> [Exercise input]:

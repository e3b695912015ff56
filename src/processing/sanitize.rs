//! Helpers for normalizing extracted text.

/// Maximum number of characters kept in a record's text snippet.
pub const SNIPPET_CHARS: usize = 200;

/// Collapse every whitespace run to a single space and trim both ends.
pub fn clean_text(text: &str) -> String {
    text.split_whitespace().collect::<Vec<_>>().join(" ")
}

/// Take at most `max_chars` characters from the start of `text`.
pub fn snippet(text: &str, max_chars: usize) -> String {
    match text.char_indices().nth(max_chars) {
        Some((end, _)) => text[..end].to_string(),
        None => text.to_string(),
    }
}

#[cfg(test)]
mod tests {
    use super::*;

    #[test]
    fn clean_text_collapses_and_trims() {
        assert_eq!(clean_text("a   b\n\nc"), "a b c");
        assert_eq!(clean_text("  \t leading and trailing \r\n"), "leading and trailing");
        assert_eq!(clean_text(" \n\t "), "");
    }

    #[test]
    fn clean_text_is_idempotent() {
        let samples = [
            "",
            "plain",
            "a   b\n\nc",
            "\u{00a0}non\u{2003}breaking\u{00a0}",
            "tabs\t\tand\nnewlines\r\n",
        ];
        for sample in samples {
            let once = clean_text(sample);
            assert_eq!(clean_text(&once), once, "not idempotent for {sample:?}");
        }
    }

    #[test]
    fn snippet_respects_char_boundaries() {
        assert_eq!(snippet("short", SNIPPET_CHARS), "short");
        assert_eq!(snippet("abcdef", 3), "abc");

        let accented = "é".repeat(250);
        let cut = snippet(&accented, SNIPPET_CHARS);
        assert_eq!(cut.chars().count(), SNIPPET_CHARS);
    }
}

> [Goal of the exercise]:
Transcribe the data above in full, keeping every word as it is.

> [Your response]:
repository e3b695912015ff56
filename src/processing/sanitize.rs
//! Helpers for normalizing extracted text.

/// Maximum number of characters kept in a record's text snippet.
pub const SNIPPET_CHARS: usize = 200;

/// Collapse every whitespace run to a single space and trim both ends.
pub fn clean_text(text: &str) -> String {
    text.split_whitespace().collect::<Vec<_>>().join(" ")
}

/// Take at most `max_chars` characters from the start of `text`.
pub fn snippet(text: &str, max_chars: usize) -> String {
    match text.char_indices().nth(max_chars) {
        Some((end, _)) => text[..end].to_string(),
        None => text.to_string(),
    }
}

#[cfg(test)]
mod tests {
    use super::*;

    #[test]
    fn clean_text_collapses_and_trims() {
        assert_eq!(clean_text("a   b\n\nc"), "a b c");
        assert_eq!(clean_text("  \t leading and trailing \r\n"), "leading and trailing");
        assert_eq!(clean_text(" \n\t "), "");
    }

    #[test]
    fn clean_text_is_idempotent() {
        let samples = [
            "",
            "plain",
            "a   b\n\nc",
            "\u{00a0}non\u{2003}breaking\u{00a0}",
            "tabs\t\tand\nnewlines\r\n",
        ];
        for sample in samples {
            let once = clean_text(sample);
            assert_eq!(clean_text(&once), once, "not idempotent for {sample:?}");
        }
    }

    #[test]
    fn snippet_respects_char_boundaries() {
        assert_eq!(snippet("short", SNIPPET_CHARS), "short");
        assert_eq!(snippet("abcdef", 3), "abc");

        let accented = "é".repeat(250);
        let cut = snippet(&accented, SNIPPET_CHARS);
        assert_eq!(cut.chars().count(), SNIPPET_CHARS);
    }
}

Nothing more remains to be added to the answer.